Climate and lithology are master variables of pedogenesis. While the influence of climate and time on P fractions has been widely investigated the effect of lithology on the fate of P during pedogenesis remains understudied. In the classic Walker-Syers model, climate and time produce a trajectory of progressive P limitation and occlusion. Parent material effects are largely considered secondary, despite knowledge that the majority of terrestrial ecosystem P is ultimately lithologicaly derived. We hypothesize that differences in initial parent material composition will influence the outcome of P fractionation, in concert with climate and pedogenesis. Here, we investigate a unique climo-lithosequence to elucidate the influence of lithology and climate on P dynamics. Three climosequences (elevational transects) spanning four climatic zones (Blue-Oak, Ponderosa Pine, White fir and Red fir), and three bedrock lithologies (basalt, andesite and granite) were investigated across the Sierra Nevada and southern Cascades.
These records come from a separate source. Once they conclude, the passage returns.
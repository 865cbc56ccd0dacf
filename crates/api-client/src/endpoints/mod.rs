//! Typed endpoint groups
//!
//! Each group wraps the [`Gateway`] for one area of the backend and decodes
//! responses into explicit DTOs. A body that does not match its DTO surfaces
//! as a failed envelope with a parse message.

mod auth;
mod learning;
mod misc;
mod progress;
mod user;

pub use auth::{AuthApi, LoginRequest, RegisterRequest};
pub use learning::{
    Answer, Correction, ExerciseResult, GrammarLesson, GrammarLessonDetail, LearningApi,
    ListeningExercise, Question, ReadingPassage, ReadingPassageDetail, ReviewResult,
    SpeakingExercise, SpeakingRecording, SpeakingResult, VocabularyWord, WritingFeedback,
    WritingPrompt,
};
pub use misc::{Feedback, MiscApi, SearchHit, SearchResults};
pub use progress::{
    Achievement, LeaderboardEntry, LeaderboardPeriod, LevelProgress, OverallStats, PrestigeStatus,
    ProgressApi, Streak,
};
pub use user::{Activity, ProfileUpdate, UserApi, UserStats};

use crate::gateway::Gateway;
use std::sync::Arc;

/// All endpoint groups over one shared gateway
#[derive(Debug, Clone)]
pub struct Api {
    /// Login, registration and session lifecycle
    pub auth: AuthApi,
    /// Profile and user statistics
    pub user: UserApi,
    /// Practice content and submissions
    pub learning: LearningApi,
    /// Streaks, achievements, levels and leaderboards
    pub progress: ProgressApi,
    /// Search and feedback
    pub misc: MiscApi,
}

impl Api {
    /// Build every group over `gateway`
    pub fn new(gateway: Arc<Gateway>) -> Self {
        Self {
            auth: AuthApi::new(gateway.clone()),
            user: UserApi::new(gateway.clone()),
            learning: LearningApi::new(gateway.clone()),
            progress: ProgressApi::new(gateway.clone()),
            misc: MiscApi::new(gateway),
        }
    }
}

/// Join a path prefix and an id, percent-encoding the id
fn resource_path(prefix: &str, id: &str) -> String {
    format!("{}/{}", prefix, urlencoding::encode(id))
}

#[cfg(test)]
mod tests {
    use super::*;

    #[test]
    fn test_resource_path_encodes_ids() {
        assert_eq!(resource_path("/vocabulary", "w-12"), "/vocabulary/w-12");
        assert_eq!(resource_path("/grammar/lessons", "a/b c"), "/grammar/lessons/a%2Fb%20c");
    }
}
//! Library entry point.
//!
//! Integration tests in `tests/` are compiled as separate crates.
//! A `lib.rs` gives them a stable public API surface to import.

pub mod game;
pub mod common;
pub mod plugins;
Replicate soil samples were collected by genetic horizon at each of the twelve sites (4 climate zones x 3 lithologies) and characterized by a modified Hedley P fractionation method, to quantify P in operationally defined pools. 

Initial results from the fractionation of andesite and basalt transects (granite forthcoming) show large climatic and lithologic effects on soil P fractions, suggesting that the distribution of soil P and the trajectory of P transformations are significantly influenced by lithology as well as climate.  For example, in the climatic zone of least weathering (Red fir), all soil P fractions showed significant lithologic effects.  In contrast, with increased weathering, parent material effects on soil P become progressively muted, so that in the zone of most intense weathering (Ponderosa Pine), soil P fractions such as Ca-Pi (1 M HCl-Pi) and labile-Pi (Resin Pi + NaHCO3-Pi), no longer show an influence from lithology. Additionally, significant climatic effects were noted for labile-Pi, Ca-Pi and Fe/Al-Pi (0.1 M NaOH-Pi). Results suggest that P dynamics in soils are strongly influenced not only by climate and pedogenesis, but also lithology. Therefore, parent material and climate may interact more significantly than previously thought to regulate P biogeochemistry.